Monday, 19 January 2015

Peugeot - where sometimes an "open day" means "business as usual"

The French often come in for something of a pasting when it comes to business practices and customer service.

Unfair of course - because each country has its own peculiarities, although admittedly France seems to have more than its far share.

Still, no matter how much you might want to defend them, sometimes the French excel themselves in redefining common sense...and their own language.

Take the case of "portes ouvertes" or "open days" as interpreted by some car dealers in the country.

They've just taken place here with manufacturers eager to entice potential customers with the promise of special offers.

Those can include a 'manufacturer's official) dealer offering to take back your current vehicle at its market price (as defined by the "bible" of second-hand car value in France, the magazine and website "Argus")  and at the same time knocking off up to €5,000 on the purchase of some of models.
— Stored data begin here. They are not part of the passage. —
//! # Word Span

use crate::types::{Pair, Symbol, concat_pair};

/// A mutable span of symbols (one whitespace-delimited "word").
///
/// Starts as one symbol per codepoint, and is rewritten by merges;
/// the sequence shrinks as its symbols lengthen.
#[derive(Debug, Clone, PartialEq, Eq, PartialOrd, Ord, Hash)]
pub struct WordSpan {
    symbols: Vec<Symbol>,
}

impl<S: AsRef<str>> From<S> for WordSpan {
    fn from(word: S) -> Self {
        Self::from_word(word)
    }
}

impl WordSpan {
    const DEC: isize = -1;
    const INC: isize = 1;

    /// Split a word into single-codepoint symbols.
    pub fn from_word<S: AsRef<str>>(word: S) -> Self {
        let word = word.as_ref();
        let mut buf = [0u8; 4];
        Self {
            symbols: word
                .chars()
                .map(|c| Symbol::from(&*c.encode_utf8(&mut buf)))
                .collect(),
        }
    }

    /// Create a span from existing symbols.
    pub fn from_symbols<I>(symbols: I) -> Self
    where
        I: IntoIterator,
        I::Item: Into<Symbol>,
    {
        Self {
            symbols: symbols.into_iter().map(Into::into).collect(),
        }
    }

    /// View the symbols as a slice.
    pub fn symbols(&self) -> &[Symbol] {
        &self.symbols
    }

    /// Release the symbols.
    pub fn into_symbols(self) -> Vec<Symbol> {
        self.symbols
    }

    /// Get the length of the span.
    pub fn len(&self) -> usize {
        self.symbols.len()
    }

    /// Is this span empty?
    pub fn is_empty(&self) -> bool {
        self.symbols.is_empty()
    }

    /// Get an iterator over adjacent symbol windows of this span.
    pub fn pairs(&self) -> impl Iterator<Item = (&Symbol, &Symbol)> + '_ {
        self.symbols.windows(2).map(|w| (&w[0], &w[1]))
    }

    /// Merge all non-overlapping occurrences of `pair`, scanning left to right.
    ///
    /// A freshly merged symbol is not re-scanned against its successor in the
    /// same pass.
    ///
    /// # Arguments
    /// * `pair` - the pair to merge.
    /// * `merged` - the symbol to replace `pair` with.
    /// * `on_merge` - a callback invoked for each incremental pair delta:
    ///   `+1` for an added window, `-1` for a removed window.
    ///
    /// # Returns
    /// The number of merges applied.
    pub fn merge_pair_cb<F>(
        &mut self,
        pair: &Pair,
        merged: &Symbol,
        on_merge: &mut F,
    ) -> usize
    where
        F: FnMut(Pair, isize),
    {
        let (a, b) = pair;
        let n = self.symbols.len();

        if n < 2 {
            return 0;
        }

        let mut merges = 0;
        let mut new_symbols: Vec<Symbol> = Vec::with_capacity(n);

        let mut i = 0;
        while i < n {
            let current = &self.symbols[i];

            if i + 1 < n && current == a && &self.symbols[i + 1] == b {
                // Remove Previous Pair?
                if let Some(x) = new_symbols.last() {
                    on_merge((x.clone(), a.clone()), Self::DEC);
                    on_merge((x.clone(), merged.clone()), Self::INC);
                }

                // Remove Current Pair.
                on_merge(pair.clone(), Self::DEC);

                // Remove Next Pair?
                if i + 2 < n {
                    let y = &self.symbols[i + 2];
                    on_merge((b.clone(), y.clone()), Self::DEC);
                    on_merge((merged.clone(), y.clone()), Self::INC);
                }

                new_symbols.push(merged.clone());
                merges += 1;

                // Skip 'a' and 'b'.
                i += 2;
            } else {
                new_symbols.push(current.clone());
                i += 1;
            }
        }

        self.symbols = new_symbols;
        merges
    }

    /// Merge all non-overlapping occurrences of `pair` into their concatenation.
    ///
    /// # Returns
    /// The number of merges applied.
    pub fn merge_pair(
        &mut self,
        pair: &Pair,
    ) -> usize {
        if self.symbols.len() < 2 {
            return 0;
        }
        let merged = concat_pair(&pair.0, &pair.1);
        self.merge_pair_cb(pair, &merged, &mut |_, _| {})
    }
}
Others throw in free service for a year or more and monthly leasing rates without the need to put down a deposit.

In fact, there's almost a glut in the range of "special offers" available, limited to a certain period but repeated with such frequency that they've become almost par for the course.

And to give sales that extra boost, there are those "portes ouvertes" when dealers throw open their doors at times when they would normally be closed...or so you would think.
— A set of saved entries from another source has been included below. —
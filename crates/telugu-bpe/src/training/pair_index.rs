//! # `PairIndex` Builder

use crate::{
    segmentation::WordSpan,
    types::{Pair, TBHashMap, TBHashSet, hash_map_with_capacity},
};

/// A map from [`Pair`] to its occurrence count.
pub type PairCountMap = TBHashMap<Pair, usize>;

/// A map from [`Pair`] to indices over ``words``.
pub type PairIndexMap = TBHashMap<Pair, TBHashSet<usize>>;

/// An index of adjacent-pair information relative to a ``&[WordSpan]``.
#[derive(Debug, Clone, Default)]
pub struct PairIndex {
    /// A map from [`Pair`] to its occurrence count.
    ///
    /// ``sum(words[i].window_count(pair) * counts[i]) for all i``
    pub pair_counts: PairCountMap,

    /// A map from [`Pair`] to word indices.
    pub pair_index: PairIndexMap,
}

impl PairIndex {
    /// Build a [`PairIndex`] from a slice of [`WordSpan`]s, using a count table.
    ///
    /// # Arguments
    /// * `words` - a sequence of words.
    /// * `counts` - `counts[i]` is the occurrence count of `words[i]`.
    pub fn from_word_count_table(
        words: &[WordSpan],
        counts: &[usize],
    ) -> Self {
        let size_hint = words.len();

        let mut index = PairIndex {
            pair_counts: hash_map_with_capacity(size_hint),
            pair_index: hash_map_with_capacity(size_hint),
        };

        for (idx, word) in words.iter().enumerate() {
            let count = counts[idx];

            if count != 0 && word.len() >= 2 {
                for (a, b) in word.pairs() {
                    let pair: Pair = (a.clone(), b.clone());
                    *index.pair_counts.entry(pair.clone()).or_default() += count;
                    index.pair_index.entry(pair).or_default().insert(idx);
                }
            }
        }

        index
    }
}
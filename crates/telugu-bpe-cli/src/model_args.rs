use std::path::PathBuf;

use telugu_bpe::{TBResult, TeluguTokenizer};

/// The default model file name.
pub const DEFAULT_MODEL_PATH: &str = "telugu_bpe_model.json";

/// Model file arg group.
#[derive(clap::Args, Debug)]
pub struct ModelArgs {
    /// Model file.
    #[arg(long, default_value = DEFAULT_MODEL_PATH)]
    pub model: PathBuf,
}

impl ModelArgs {
    /// Load the tokenizer.
    pub fn load_tokenizer(&self) -> TBResult<TeluguTokenizer> {
        log::info!("Loading model: {}", self.model.display());
        let tokenizer = TeluguTokenizer::load(&self.model)?;
        log::info!(
            "Loaded {} merges; vocabulary size {}",
            tokenizer.model().merges().len(),
            tokenizer.model().vocab_len()
        );
        Ok(tokenizer)
    }

    /// Save a tokenizer's model.
    pub fn save_tokenizer(
        &self,
        tokenizer: &TeluguTokenizer,
    ) -> TBResult<()> {
        log::info!("Saving model: {}", self.model.display());
        tokenizer.save(&self.model)
    }
}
Because outside of the main metropolitan areas, it can sometimes be difficult to find car dealers who have understood that an "open day" is not the same as "business as usual".
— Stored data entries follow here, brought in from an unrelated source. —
use std::io::{BufRead, BufReader};

use arrow::array::{Array, StringArray};
use parquet::arrow::arrow_reader::ParquetRecordBatchReaderBuilder;
use telugu_bpe::{
    TBResult,
    TeluguTokenizer,
    training::{DEFAULT_VOCAB_SIZE, VocabLearnerOptions},
};

use crate::model_args::ModelArgs;

/// File formats for the train command.
#[derive(Debug, Clone, Copy, clap::ValueEnum)]
pub enum FileFormat {
    /// Simple text files; one sample per line.
    Text,

    /// Parquet files with a "text" column.
    Parquet,
}

/// Args for the train command.
#[derive(clap::Args, Debug)]
pub struct TrainArgs {
    /// Input files.
    #[arg(required = true)]
    files: Vec<String>,

    #[arg(long, default_value = "text")]
    input_format: FileFormat,

    /// Target vocab size.
    #[arg(long, default_value_t = DEFAULT_VOCAB_SIZE)]
    vocab_size: usize,

    /// Stop merging once the best pair occurs fewer times than this.
    #[arg(long, default_value_t = 1)]
    min_frequency: usize,

    #[command(flatten)]
    model: ModelArgs,
}

impl TrainArgs {
    /// Run the train command.
    pub fn run(&self) -> Result<(), Box<dyn std::error::Error>> {
        let samples = self.read_samples()?;
        let tokenizer = self.train(&samples)?;
        self.model.save_tokenizer(&tokenizer)?;

        Ok(())
    }

    fn read_samples(&self) -> Result<Vec<String>, Box<dyn std::error::Error>> {
        let mut samples: Vec<String> = Vec::new();

        log::info!("Reading shards:");
        for (idx, path) in self.files.iter().enumerate() {
            log::info!("{idx}: {path}");
            match self.input_format {
                FileFormat::Text => read_text_file(&mut samples, path)?,
                FileFormat::Parquet => read_parquet_file(&mut samples, path)?,
            }
        }
        log::info!("Read {} samples", samples.len());

        Ok(samples)
    }

    /// Train over `samples`; a blank corpus is rejected before anything is saved.
    fn train(
        &self,
        samples: &[String],
    ) -> TBResult<TeluguTokenizer> {
        let options = VocabLearnerOptions::new(self.vocab_size).with_min_frequency(self.min_frequency);

        log::info!("Training Tokenizer...");
        let tokenizer = TeluguTokenizer::train_samples(samples, options)?;

        let model = tokenizer.model();
        log::info!(
            "Vocabulary Size: {} (target {}); {} merges",
            model.vocab_len(),
            model.vocab_size(),
            model.merges().len()
        );

        let stats = tokenizer.compression_stats(&samples.join("\n"));
        log::info!("Compression: {stats}");

        Ok(tokenizer)
    }
}

fn read_text_file(
    samples: &mut Vec<String>,
    path: &str,
) -> Result<(), Box<dyn std::error::Error>> {
    let reader = BufReader::new(std::fs::File::open(path)?);
    for line in reader.lines() {
        samples.push(line?);
    }
    Ok(())
}

fn read_parquet_file(
    samples: &mut Vec<String>,
    path: &str,
) -> Result<(), Box<dyn std::error::Error>> {
    let file = std::fs::File::open(path)?;
    let reader = ParquetRecordBatchReaderBuilder::try_new(file)?.build()?;
    for batch in reader {
        let batch = batch?;

        let column = batch
            .column_by_name("text")
            .ok_or_else(|| format!("{path}: failed to find 'text' column in batch"))?;
        let texts = column
            .as_any()
            .downcast_ref::<StringArray>()
            .ok_or_else(|| format!("{path}: 'text' column is not a string column"))?;

        samples.extend(texts.iter().flatten().map(str::to_string));
    }

    Ok(())
}

#[cfg(test)]
mod tests {
    use std::sync::Arc;

    use arrow::{
        array::{ArrayRef, Int32Array},
        record_batch::RecordBatch,
    };
    use clap::Parser;
    use parquet::arrow::ArrowWriter;
    use telugu_bpe::TeluguBpeError;

    use super::*;
    use crate::{Args, commands::Commands};

    fn train_args(args: &[&str]) -> TrainArgs {
        let argv = ["telugu-bpe", "train"].into_iter().chain(args.iter().copied());
        match Args::try_parse_from(argv).unwrap().command {
            Commands::Train(cmd) => cmd,
            other => panic!("unexpected command: {other:?}"),
        }
    }

    fn write_parquet(
        path: &std::path::Path,
        name: &str,
        column: ArrayRef,
    ) -> Result<(), Box<dyn std::error::Error>> {
        let batch = RecordBatch::try_from_iter([(name, column)])?;
        let mut writer = ArrowWriter::try_new(std::fs::File::create(path)?, batch.schema(), None)?;
        writer.write(&batch)?;
        writer.close()?;
        Ok(())
    }

    #[test]
    fn test_read_text_file() {
        tempdir::TempDir::new("train_test")
            .and_then(|dir| {
                let path = dir.path().join("corpus.txt");
                std::fs::write(&path, "అమ్మ అమ్మ\nనాన్న\n")?;

                let mut samples = Vec::new();
                read_text_file(&mut samples, path.to_str().unwrap()).unwrap();
                assert_eq!(samples, vec!["అమ్మ అమ్మ", "నాన్న"]);
                Ok(())
            })
            .unwrap();
    }

    #[test]
    fn test_read_parquet_file() {
        tempdir::TempDir::new("train_test")
            .and_then(|dir| {
                let path = dir.path().join("corpus.parquet");
                let texts: ArrayRef =
                    Arc::new(StringArray::from(vec![Some("అమ్మ"), None, Some("నాన్న")]));
                write_parquet(&path, "text", texts).unwrap();

                let mut samples = Vec::new();
                read_parquet_file(&mut samples, path.to_str().unwrap()).unwrap();
                assert_eq!(samples, vec!["అమ్మ", "నాన్న"]);

                let bad = dir.path().join("bad.parquet");
                let numbers: ArrayRef = Arc::new(Int32Array::from(vec![1, 2]));
                write_parquet(&bad, "text", numbers).unwrap();
                assert!(read_parquet_file(&mut samples, bad.to_str().unwrap()).is_err());
                Ok(())
            })
            .unwrap();
    }

    #[test]
    fn test_train_saves_model() {
        tempdir::TempDir::new("train_test")
            .and_then(|dir| {
                let corpus = dir.path().join("corpus.txt");
                let model = dir.path().join("out").join("model.json");
                std::fs::write(&corpus, "అమ్మ అమ్మ\nనాన్న\n")?;

                let cmd = train_args(&[
                    corpus.to_str().unwrap(),
                    "--vocab-size",
                    "8",
                    "--model",
                    model.to_str().unwrap(),
                ]);
                cmd.run().unwrap();

                let tokenizer = TeluguTokenizer::load(&model).unwrap();
                assert_eq!(tokenizer.model().vocab_size(), 8);
                assert_eq!(tokenizer.model().vocab_len(), 8);
                Ok(())
            })
            .unwrap();
    }

    #[test]
    fn test_train_rejects_blank_corpus() {
        tempdir::TempDir::new("train_test")
            .and_then(|dir| {
                let corpus = dir.path().join("blank.txt");
                let model = dir.path().join("model.json");
                std::fs::write(&corpus, "\n   \n\t\n")?;
                std::fs::write(&model, "previous model")?;

                let cmd = train_args(&[
                    corpus.to_str().unwrap(),
                    "--model",
                    model.to_str().unwrap(),
                ]);
                let err = cmd.run().unwrap_err();
                assert!(matches!(
                    err.downcast_ref::<TeluguBpeError>(),
                    Some(TeluguBpeError::EmptyInput)
                ));
                assert_eq!(std::fs::read_to_string(&model)?, "previous model");

                let empty = dir.path().join("empty.txt");
                std::fs::write(&empty, "")?;
                let cmd = train_args(&[empty.to_str().unwrap(), "--model", model.to_str().unwrap()]);
                assert!(cmd.run().is_err());
                Ok(())
            })
            .unwrap();
    }
}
Such was the case this past weekend in the southwestern département of Tarn.

The official Peugeot dealers in the towns of Graulhet and Gaillac (both with populations of around 12,000) proudly announced they would be holding "portes ouvertes".

Only you had to pay attention to the times, because in reality they weren't - "portes ouvertes", that is.



Peugeot 2008 (screenshot from video report by Malcolm Flynn on CarsGuide.com.au

The two dealers were open on Friday and Saturday - just as they always are, but closed on Sunday because, as they explained to the bemused potential buyer who turned up then and happened to find someone in the showroom not selling but simply catching up on some paperwork, "portes ouvertes had been on the previous two days."

Huh?

Now let's take a quick look at the Gaillac dealer's regular opening hours.

Um...Monday-Friday from eight o'clock in the morning until half-past seven in the evening. And on Saturday from eight o'clock in the morning until seven o'clock in the evening.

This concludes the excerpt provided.